1. Whilst duty to family and freedom to live one’s own life both feature in Western and Eastern moral codes, the ranking of the two differs. In the West, individual self-determination usually comes first, and many Western people wouldn’t see a MORAL conflict in your situation. To be sure, those emigrating would miss their parents, but equally would miss their friends, and this can be a sadness, but without being a moral matter. I know a few old couples whose children are making their lives on the other side of the world, and they speak proudly about their children’s success, are sad never or rarely to see them, but don’t make a moral judgment about it. In Eastern cultures, duty to family ranks more highly than in the West. Also, historically in the West, and still so to some extent nowadays, more expectation is put on women than on men to look after the old or needy, but I don’t know whether that is so in your country.

2. Whilst their are moral conflicts, I don’t think that, strictly, there are moral dilemmas. According to standard formulation, a moral dilemma requires:

(a) each of two actions is morally required
(b) neither requirement overrides the other
(c) I can do either action but not both
(d) there is inevitable moral failure

When you measure actual conflicts against these standards, none is a dilemma. Two examples will illustrate.

In Sophie’s choice, there is a moral requirement that she protect both her children. But this, the only moral action she could take, is denied her by the cruel prison guard. So a choice to save one or other child, though heartbreaking, is not a moral choice, she may as well toss a coin to decide. And if she does save one child, she is not guilty of a moral failure (though she would feel she was all her life).

In your conflict, the choice is a moral one, there is an inevitable moral cost, but, unlike the options put to Sophie, neither of your options is morally required (mandatory), only morally desirable.
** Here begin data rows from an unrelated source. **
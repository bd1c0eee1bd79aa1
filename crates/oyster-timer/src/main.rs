//! Oyster Timer entry point.
//!
//! A "time since pulled" display for the terminal.  The user records when a
//! batch was pulled and the screen counts up from that instant; title, label,
//! background, font, and layout are cosmetic settings persisted alongside it.
//!
//! # Usage
//!
//! ```text
//! oyster-timer [--data-dir DIR] [--config FILE] [COMMAND]
//!
//! Commands:
//!   watch      Live display; type edit commands while it runs (default)
//!   show       Print the current settings and timer once
//!   set        Set the pulled-at time from local YYYY-MM-DDTHH:MM
//!   now        Set the pulled-at time to now
//!   clear      Clear the pulled-at time
//!   bg         Background: type | solid | gradient | angle | photo | remove-photo
//!   font       Font scale and family
//!   style      Layout preset
//!   glow       Glow intensity
//!   text       Title and label
//!   display    Display chrome toggles
//!   reset      Restore defaults, keeping the pulled-at time
//!   assets     Install and query the offline asset cache
//!   config     Print the effective configuration
//! ```
//!
//! # Environment variable overrides
//!
//! | Variable          | Description                                 |
//! |-------------------|---------------------------------------------|
//! | `OYSTER_DATA_DIR` | Directory holding the settings document     |
//! | `OYSTER_CONFIG`   | Explicit config file (must exist)           |
//! | `RUST_LOG`        | Log filter; overrides `[app] log_level`     |

use std::io::IsTerminal;
use std::path::PathBuf;
use std::sync::{
    atomic::{AtomicBool, Ordering},
    Arc,
};

use anyhow::{bail, Context};
use chrono::{Local, Utc};
use clap::{Parser, Subcommand};
use tokio::io::BufReader;
use tracing::{info, warn};
use tracing_subscriber::EnvFilter;

use oyster_timer::application::edit_settings::SettingsEditor;
use oyster_timer::application::settings_store::SettingsStore;
use oyster_timer::infrastructure::image_ingest::JpegDataUrlIngestor;
use oyster_timer::infrastructure::offline_cache::{AssetCache, DirectoryAssetSource, ASSET_MANIFEST};
use oyster_timer::infrastructure::storage::config::{
    config_file_path, load_config, load_config_from, resolve_data_dir, save_config, AppConfig,
};
use oyster_timer::infrastructure::storage::key_value::FileKeyValueStore;
use oyster_timer::infrastructure::terminal::commands::EditCommand;
use oyster_timer::infrastructure::terminal::session::{run_session, SessionOptions};
use oyster_timer::infrastructure::terminal::TerminalRenderer;

// ── CLI argument definitions ──────────────────────────────────────────────────

/// Oyster Timer: counts up from when a batch was pulled.
#[derive(Debug, Parser)]
#[command(name = "oyster-timer", about = "Terminal \"time since pulled\" display", version)]
struct Cli {
    /// Directory holding the settings document.
    #[arg(long, global = true, env = "OYSTER_DATA_DIR")]
    data_dir: Option<PathBuf>,

    /// Config file to use instead of the platform default.
    #[arg(long, global = true, env = "OYSTER_CONFIG")]
    config: Option<PathBuf>,

    #[command(subcommand)]
    command: Option<Command>,
}

#[derive(Debug, Subcommand)]
enum Command {
    /// Live display; edit commands typed on stdin apply immediately.
    Watch {
        /// Do not read commands from stdin.
        #[arg(long)]
        no_input: bool,
    },

    /// Print the current settings and timer once.
    Show {
        /// Print document, presentation, and timer as JSON.
        #[arg(long)]
        json: bool,
    },

    /// Pre-fetch the offline asset manifest from a directory and resolve paths.
    Assets {
        /// Directory standing in for the network.
        #[arg(long)]
        source: PathBuf,
        /// Request paths to resolve; defaults to the manifest.
        paths: Vec<String>,
    },

    /// Print the effective configuration.
    Config {
        /// Write the default configuration file if none exists.
        #[arg(long)]
        init: bool,
    },

    #[command(flatten)]
    Edit(EditCommand),
}

impl Cli {
    /// Loads the config file named by `--config`, or the platform default.
    ///
    /// # Errors
    ///
    /// Returns an error if the file is unreadable or malformed.  A missing
    /// default file is not an error.
    fn load_config(&self) -> anyhow::Result<AppConfig> {
        match &self.config {
            Some(path) => load_config_from(path).with_context(|| format!("loading config {}", path.display())),
            None => load_config().context("loading config"),
        }
    }

    fn open_editor(&self, config: &AppConfig) -> anyhow::Result<SettingsEditor<FileKeyValueStore, Local>> {
        let dir = resolve_data_dir(self.data_dir.as_deref(), config).context("resolving data directory")?;
        info!("settings directory: {}", dir.display());
        let store = SettingsStore::new(FileKeyValueStore::new(dir));
        Ok(SettingsEditor::open(store, Local))
    }
}

// ── Entry point ───────────────────────────────────────────────────────────────

fn main() -> anyhow::Result<()> {
    let cli = Cli::parse();
    let config = cli.load_config()?;

    let runtime = tokio::runtime::Builder::new_multi_thread()
        .enable_all()
        .build()
        .context("starting async runtime")?;
    let result = runtime.block_on(run(cli, config));
    // A stdin read may still be parked on a blocking thread; do not wait for it.
    runtime.shutdown_background();
    result
}

async fn run(cli: Cli, config: AppConfig) -> anyhow::Result<()> {
    // ── Logging setup ─────────────────────────────────────────────────────────
    //
    // `RUST_LOG` wins; otherwise the config file's level.  Logs go to stderr
    // so they never interleave with the timer line on stdout.
    tracing_subscriber::fmt()
        .with_env_filter(
            EnvFilter::try_from_default_env().unwrap_or_else(|_| EnvFilter::new(&config.app.log_level)),
        )
        .with_writer(std::io::stderr)
        .init();

    let ingestor = JpegDataUrlIngestor::new(config.photo.max_width, config.photo.jpeg_quality);

    match &cli.command {
        None => watch(&cli, &config, &ingestor, false).await,
        Some(Command::Watch { no_input }) => watch(&cli, &config, &ingestor, *no_input).await,
        Some(Command::Show { json }) => show(&cli, &config, *json),
        Some(Command::Assets { source, paths }) => assets(source.clone(), paths).await,
        Some(Command::Config { init }) => print_config(&cli, &config, *init),
        Some(Command::Edit(command)) => {
            let mut editor = cli.open_editor(&config)?;
            let outcome = command.clone().apply(&mut editor, &ingestor, Utc::now()).await;

            let mut renderer = TerminalRenderer::new(std::io::stdout().lock(), false);
            renderer.render_presentation(&outcome.presentation)?;
            renderer.render_frame(&editor.tick(Utc::now()), editor.document().display, outcome.status)?;

            match outcome.status {
                Some(status) if status.is_error() => bail!("{status}"),
                _ => Ok(()),
            }
        }
    }
}

async fn watch(
    cli: &Cli,
    config: &AppConfig,
    ingestor: &JpegDataUrlIngestor,
    no_input: bool,
) -> anyhow::Result<()> {
    let mut editor = cli.open_editor(config)?;

    // ── Graceful shutdown flag ─────────────────────────────────────────────────
    let running = Arc::new(AtomicBool::new(true));
    let running_clone = Arc::clone(&running);
    tokio::spawn(async move {
        match tokio::signal::ctrl_c().await {
            Ok(()) => {
                info!("received Ctrl+C, stopping");
                running_clone.store(false, Ordering::Relaxed);
            }
            Err(e) => warn!("failed to listen for Ctrl+C signal: {e}"),
        }
    });

    let stdout = std::io::stdout();
    let ansi = stdout.is_terminal();
    let mut renderer = TerminalRenderer::new(stdout.lock(), ansi);
    let input = (!no_input).then(|| BufReader::new(tokio::io::stdin()));
    let options = SessionOptions {
        tick_interval: config.timer.tick_interval(),
        status_ttl: config.timer.status_ttl(),
        follow_storage: true,
    };

    run_session(&mut editor, ingestor, &mut renderer, input, options, running)
        .await
        .context("writing to terminal")?;
    Ok(())
}

fn show(cli: &Cli, config: &AppConfig, json: bool) -> anyhow::Result<()> {
    let editor = cli.open_editor(config)?;
    let presentation = editor.presentation();
    let frame = editor.tick(Utc::now());

    if json {
        let out = serde_json::json!({
            "document": editor.document(),
            "presentation": presentation,
            "timer": frame.timer_text,
            "pulledAtLine": frame.pulled_at_text,
        });
        println!("{}", serde_json::to_string_pretty(&out)?);
        return Ok(());
    }

    let mut renderer = TerminalRenderer::new(std::io::stdout().lock(), false);
    renderer.render_presentation(&presentation)?;
    renderer.render_frame(&frame, editor.document().display, None)?;
    Ok(())
}

async fn assets(source_dir: PathBuf, paths: &[String]) -> anyhow::Result<()> {
    let source = DirectoryAssetSource::new(&source_dir);
    let mut cache = AssetCache::default();

    cache
        .install(&source, &ASSET_MANIFEST)
        .await
        .with_context(|| format!("installing offline assets from {}", source_dir.display()))?;
    for name in cache.activate() {
        info!("removed stale cache {name}");
    }
    println!("cache {} ready ({} assets)", cache.current_name(), ASSET_MANIFEST.len());

    let requested: Vec<String> = if paths.is_empty() {
        ASSET_MANIFEST.iter().map(|p| p.to_string()).collect()
    } else {
        paths.to_vec()
    };
    for path in &requested {
        match cache.fetch(path, &source).await {
            Ok(response) => println!("{path}\t{:?}\t{} bytes", response.served, response.body.len()),
            Err(e) => println!("{path}\terror: {e}"),
        }
    }
    Ok(())
}

fn print_config(cli: &Cli, config: &AppConfig, init: bool) -> anyhow::Result<()> {
    if init {
        let path = match &cli.config {
            Some(path) => path.clone(),
            None => config_file_path().context("locating config directory")?,
        };
        if path.exists() {
            println!("# {} already exists", path.display());
        } else {
            save_config(&AppConfig::default(), &path)
                .with_context(|| format!("writing {}", path.display()))?;
            println!("# wrote {}", path.display());
        }
    }
    print!("{}", toml::to_string_pretty(config)?);
    Ok(())
}

// ── Tests ─────────────────────────────────────────────────────────────────────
More formally,there is a proof that a moral dilemma, as defined above, plus The Principle of Deontic Consistency (the same action can’t be both obligatory and forbidden) and the Principle of Deontic Logic (if, necessarily, doing A yields B, then if A is obligatory, B is obligatory) yields a contradiction. So, to hold on to moral dilemma, you must give up one or both Principles (unpalatable), or change the definition of dilemma, but this then blurs any distinction between dilemma and conflict. I find it simplest and least confusing just to refer to moral conflicts.